The F-35, often touted as the most advanced fighter platform on the planet, may one day serve as the general purpose workhorse of American military aviation, but to date, there remains too few functional F-35s to serve as the nation’s aerial backbone. Likewise with the already canceled F-22 Raptor program, which boasts only around 150 operational fighters and the expectation that those numbers will continue to dwindle as the years ware on.
Even if the F-35 production could be ramped up, it still wouldn’t fill a vital gap that’s beginning to develop in America’s national defense apparatus: the need for a high-speed, air intercept fighter. For all its strengths, the F-35 was never designed to serve as a dedicated dog fighter, particularly because the prevailing idea among politicians at the time was that the days of aerial combat among near-peers were over forever.
Two decades of combat operations against insurgent and terrorist groups relieved the U.S. military of the need for speed or acrobatics in flight, leading to the happy dismissal of the much faster F-14 Tomcat in favor of the Super Hornet in the Navy, and allowing the Air Force to set aside its F-22 program in favor of the slower F-35.
Both the Super Hornet and the Joint Strike Fighter would fare better than the (incredibly expensive to maintain) Tomcat or Raptor in most missions tasked to a “multi-role” fighter, but with an increased emphasis on the possibility of a future war with China, America needs fighters that can go toe to toe with the likes of a non-stealthy but highly acrobatic Su-35 or the as-yet untested — but F-22 based — J-20. America also needs fighters that were built to be fighters in order to round out its air presence. Despite being 32 years old, the F-15s in service remain the fastest fighters in Uncle Sam’s arsenal.
That’s where Boeing’s F-15X concept comes in. Boeing has been aggressively pursuing ways to keep their various air frames in the fight for years to come, including accepted pitches for Block III upgrades to the Navy’s fleet of Super Hornets, as well as notably more mad scientist-esque endeavors like adding wings and pusher-propeller to the Apache and turning the B-1B Lancer into a supersonic gunship. It would seem that the Pentagon, particularly Patrick Shanahan, who has been serving as Deputy Defense Secretary under Mattis since last July and is now slated to take over as acting Secretary on January 1, sees the F-15X program as a feasible endeavor worth exploring. The rumors are that the push for the F-15X comes from the Pentagon, rather than within the ranks of the Air Force itself.
It’s worth noting that Shanahan previously served as an executive within Boeing and has recused himself of all decisions pertaining to Boeing programs — though it’s unclear as to how that will play out with him heading the Defense Department.
The F-15X would not be a new air frame, but rather a freshly built F-15 that incorporates decades worth of technological advancements over the fleet of F-15C/Ds the Air Force currently maintains.

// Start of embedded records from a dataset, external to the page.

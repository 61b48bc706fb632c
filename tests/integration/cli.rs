//! Binary smoke tests that need no engine library

use std::fs;
use std::process::Command;
use tempfile::TempDir;

fn jsm(home: &TempDir) -> Command {
    let mut cmd = Command::new(env!("CARGO_BIN_EXE_jsm"));
    cmd.env("HOME", home.path())
        .env("XDG_CONFIG_HOME", home.path().join(".config"))
        .env_remove("JEPATH");
    cmd
}

#[test]
fn test_print_config_reflects_overrides() {
    let home = TempDir::new().unwrap();
    let config = home.path().join("jsm.toml");
    fs::write(&config, "[registry]\nchunk_size = 7\n").unwrap();

    let output = jsm(&home)
        .arg("--config")
        .arg(&config)
        .args(["--log-level", "debug", "--print-config"])
        .output()
        .expect("Failed to spawn jsm");

    assert!(output.status.success());
    let stdout = String::from_utf8_lossy(&output.stdout);
    assert!(stdout.contains("chunk_size = 7"));
    assert!(stdout.contains("level = \"debug\""));
}

#[test]
fn test_missing_library_is_fatal() {
    let home = TempDir::new().unwrap();
    let output = jsm(&home)
        .args(["--engine", "/nonexistent/libj-missing.so", "-jprofile"])
        .output()
        .expect("Failed to spawn jsm");

    assert_eq!(output.status.code(), Some(1));
    assert!(output.stdout.is_empty());
    let stderr = String::from_utf8_lossy(&output.stderr);
    assert!(stderr.contains("libj-missing.so"));
}

#[test]
fn test_jepath_overrides_engine_flag() {
    let home = TempDir::new().unwrap();
    let output = jsm(&home)
        .env("JEPATH", "/nonexistent/from-env.so")
        .args(["--engine", "/nonexistent/from-flag.so"])
        .output()
        .expect("Failed to spawn jsm");

    assert_eq!(output.status.code(), Some(1));
    let stderr = String::from_utf8_lossy(&output.stderr);
    assert!(stderr.contains("from-env.so"));
    assert!(!stderr.contains("from-flag.so"));
}

#[test]
fn test_bad_config_file_is_fatal() {
    let home = TempDir::new().unwrap();
    let config = home.path().join("broken.toml");
    fs::write(&config, "[registry\n").unwrap();

    let output = jsm(&home)
        .arg("--config")
        .arg(&config)
        .output()
        .expect("Failed to spawn jsm");

    assert_eq!(output.status.code(), Some(1));
    assert!(String::from_utf8_lossy(&output.stderr).contains("Config parse error"));
}
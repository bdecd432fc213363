//! Core scene types

use serde::{Deserialize, Serialize};

use super::PathSegment;

/// A 2D point in the scene coordinate system (y grows downwards)
#[derive(Debug, Clone, Copy, PartialEq, Serialize, Deserialize)]
pub struct Point {
    pub x: f64,
    pub y: f64,
}

impl Point {
    pub fn new(x: f64, y: f64) -> Self {
        Self { x, y }
    }

    /// Point on a circle at angle `theta` (radians, clockwise from +X in y-down space)
    pub fn on_circle(center: Point, radius: f64, theta: f64) -> Self {
        Self {
            x: center.x + radius * theta.cos(),
            y: center.y + radius * theta.sin(),
        }
    }

    pub fn is_finite(&self) -> bool {
        self.x.is_finite() && self.y.is_finite()
    }
}

/// Logical coordinate system mapped onto the outer viewport
#[derive(Debug, Clone, Copy, PartialEq, Serialize, Deserialize)]
pub struct ViewBox {
    pub x: f64,
    pub y: f64,
    pub width: f64,
    pub height: f64,
}

impl ViewBox {
    pub fn new(x: f64, y: f64, width: f64, height: f64) -> Self {
        Self {
            x,
            y,
            width,
            height,
        }
    }
}

/// A single drawing instruction
#[derive(Debug, Clone, PartialEq, Serialize, Deserialize)]
#[serde(tag = "type", rename_all = "snake_case")]
pub enum Primitive {
    /// A filled closed path (pie sector)
    Path {
        segments: Vec<PathSegment>,
        fill: String,
    },
    /// A filled rectangle
    Rect {
        x: f64,
        y: f64,
        width: f64,
        height: f64,
        fill: String,
    },
    /// A stroked, unfilled polyline
    Polyline {
        points: Vec<Point>,
        stroke: String,
        stroke_width: f64,
    },
    /// A filled circle
    Circle {
        cx: f64,
        cy: f64,
        r: f64,
        fill: String,
    },
}

impl Primitive {
    /// Short name of the primitive kind, used for CSS classes and logging
    pub fn kind(&self) -> &'static str {
        match self {
            Primitive::Path { .. } => "slice",
            Primitive::Rect { .. } => "bar",
            Primitive::Polyline { .. } => "line",
            Primitive::Circle { .. } => "marker",
        }
    }

    /// True when every coordinate and dimension is a finite number
    pub fn is_finite(&self) -> bool {
        match self {
            Primitive::Path { segments, .. } => segments.iter().all(|seg| match seg {
                PathSegment::MoveTo(p) | PathSegment::LineTo(p) => p.is_finite(),
                PathSegment::ArcTo { end, radius, .. } => end.is_finite() && radius.is_finite(),
                PathSegment::Close => true,
            }),
            Primitive::Rect {
                x,
                y,
                width,
                height,
                ..
            } => [x, y, width, height].iter().all(|v| v.is_finite()),
            Primitive::Polyline {
                points,
                stroke_width,
                ..
            } => stroke_width.is_finite() && points.iter().all(Point::is_finite),
            Primitive::Circle { cx, cy, r, .. } => {
                cx.is_finite() && cy.is_finite() && r.is_finite()
            }
        }
    }
}

/// The set of primitives produced by one render call
#[derive(Debug, Clone, PartialEq, Serialize, Deserialize)]
pub struct Scene {
    /// Outer viewport width
    pub width: f64,
    /// Outer viewport height
    pub height: f64,
    /// Logical coordinate system, when it differs from the viewport
    pub view_box: Option<ViewBox>,
    pub primitives: Vec<Primitive>,
}

impl Scene {
    /// A scene with nothing to draw
    pub fn empty(width: f64, height: f64) -> Self {
        Self {
            width,
            height,
            view_box: None,
            primitives: vec![],
        }
    }

    pub fn with_view_box(mut self, view_box: ViewBox) -> Self {
        self.view_box = Some(view_box);
        self
    }

    pub fn push(&mut self, primitive: Primitive) {
        self.primitives.push(primitive);
    }

    pub fn is_empty(&self) -> bool {
        self.primitives.is_empty()
    }

    pub fn len(&self) -> usize {
        self.primitives.len()
    }

    /// True when every primitive has finite geometry
    pub fn is_finite(&self) -> bool {
        self.primitives.iter().all(Primitive::is_finite)
    }
}
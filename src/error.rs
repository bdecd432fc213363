//! Error types for reading chart and deck documents

use ariadne::{Color, Label, Report, ReportKind, Source};
use thiserror::Error;

/// Byte range in source text
pub type Span = std::ops::Range<usize>;

/// A document that could not be decoded, with the offending location
#[derive(Error, Debug, Clone, PartialEq)]
pub enum SourceError {
    #[error("Syntax error at line {line}, column {column}: {message}")]
    Syntax {
        span: Span,
        line: usize,
        column: usize,
        message: String,
    },

    #[error("Invalid document at line {line}, column {column}: {message}")]
    Data {
        span: Span,
        line: usize,
        column: usize,
        message: String,
    },
}

impl SourceError {
    /// Map a serde_json error onto a span in `source`
    pub fn from_json(err: &serde_json::Error, source: &str) -> Self {
        let line = err.line();
        let column = err.column();
        let start = offset_of(source, line, column);
        let span = start..(start + 1).min(source.len());
        let message = strip_location(&err.to_string());

        if err.is_data() {
            SourceError::Data {
                span,
                line,
                column,
                message,
            }
        } else {
            SourceError::Syntax {
                span,
                line,
                column,
                message,
            }
        }
    }

    pub fn span(&self) -> &Span {
        match self {
            SourceError::Syntax { span, .. } | SourceError::Data { span, .. } => span,
        }
    }

    pub fn message(&self) -> &str {
        match self {
            SourceError::Syntax { message, .. } | SourceError::Data { message, .. } => message,
        }
    }

    /// Format the error with source context using ariadne
    pub fn format(&self, source: &str, filename: &str) -> String {
        let mut buf = Vec::new();
        // ariadne counts chars, the span counts bytes
        let span = char_offset(source, self.span().start)..char_offset(source, self.span().end);
        let written = Report::build(ReportKind::Error, filename, span.start)
            .with_message(self.message())
            .with_label(
                Label::new((filename, span))
                    .with_message(self.message())
                    .with_color(Color::Red),
            )
            .finish()
            .write((filename, Source::from(source)), &mut buf);

        match written {
            Ok(()) => String::from_utf8_lossy(&buf).into_owned(),
            Err(_) => self.to_string(),
        }
    }
}

/// Byte offset of a 1-based line/column position, clamped to the source
fn offset_of(source: &str, line: usize, column: usize) -> usize {
    let line_start: usize = source
        .split_inclusive('\n')
        .take(line.saturating_sub(1))
        .map(str::len)
        .sum();
    (line_start + column.saturating_sub(1)).min(source.len())
}

/// Number of chars that start before byte offset `byte`
fn char_offset(source: &str, byte: usize) -> usize {
    source.char_indices().take_while(|(i, _)| *i < byte).count()
}

/// serde_json appends " at line L column C"; the span already carries that
fn strip_location(message: &str) -> String {
    match message.rfind(" at line ") {
        Some(idx) => message[..idx].to_string(),
        None => message.to_string(),
    }
}

#[cfg(test)]
mod tests {
    use super::*;

    fn json_error(source: &str) -> SourceError {
        let err = serde_json::from_str::<serde_json::Value>(source).unwrap_err();
        SourceError::from_json(&err, source)
    }

    #[test]
    fn test_offset_of_first_line() {
        assert_eq!(offset_of("abc", 1, 1), 0);
        assert_eq!(offset_of("abc", 1, 3), 2);
    }

    #[test]
    fn test_offset_of_later_line() {
        assert_eq!(offset_of("ab\ncd\nef", 3, 2), 7);
    }

    #[test]
    fn test_offset_clamped() {
        assert_eq!(offset_of("ab", 9, 9), 2);
    }

    #[test]
    fn test_syntax_error_span() {
        let err = json_error("{\n  \"a\": ,\n}");
        assert!(matches!(err, SourceError::Syntax { line: 2, .. }));
        assert!(!err.message().contains(" at line "));
    }

    #[test]
    fn test_format_mentions_filename() {
        let source = "[1, 2";
        let err = json_error(source);
        let report = err.format(source, "deck.json");
        assert!(report.contains("deck.json"));
    }

    #[test]
    fn test_char_offset() {
        assert_eq!(char_offset("abc", 2), 2);
        assert_eq!(char_offset("éé,x", 5), 3);
        assert_eq!(char_offset("é", 1), 1);
        assert_eq!(char_offset("ab", 9), 2);
    }

    #[test]
    fn test_format_after_multibyte_labels() {
        let label = "é".repeat(40);
        let source = format!(r#"{{"type":"bar","labels":["{}"],"data":[1,}}"#, label);
        let err = serde_json::from_str::<crate::chart::Chart>(&source).unwrap_err();
        let err = SourceError::from_json(&err, &source);
        assert!(err.span().end > source.chars().count());

        let report = err.format(&source, "c.json");
        assert!(report.contains("c.json"), "report lost its location: {}", report);
        assert!(report.contains("data"));
    }

    #[test]
    fn test_data_error() {
        let source = r#"{"type": "bar", "data": "nope"}"#;
        let err = serde_json::from_str::<crate::chart::Chart>(source).unwrap_err();
        let err = SourceError::from_json(&err, source);
        assert!(matches!(err, SourceError::Data { .. }));
    }
}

Many of these advancements have already made their way onto F-15s being sold to allied Air Forces in Saudi Arabia and Qatar, under the titles F-15SA and F-15QA. This makes it a particularly appetizing possibility for the Defense Department, which is currently faced with either an expensive update effort to keep their existing F-15s in the air (three decades after they first entered service) or a controversial initiative to equip F-16s with active Electronically Scanned Array (AESA) radars and have them replace the F-15 as it flies off into the sunset.
Either initiative would be costly, and both would really only serve as a means to delay the aging aircraft problem by a few more years. Boeing’s proposal would include new F-15s that would require far less work to maintain, resulting in a significant cost reduction and potentially paying for the cost of purchase in savings within the first decade or so. Boeing claims the F-15X would boast superior capabilities over the previous F-15s for a reduced hourly operating cost and, they claim they’ll fly for 20,000 hours before the Air Force would need to revisit concerns about an aging fighter fleet.
Currently, the Air Force is expected to include $1.2 billion in its 2020 budget request to procure 12 new F-15Xs, though the announcement won’t be made official until February and much can change by then.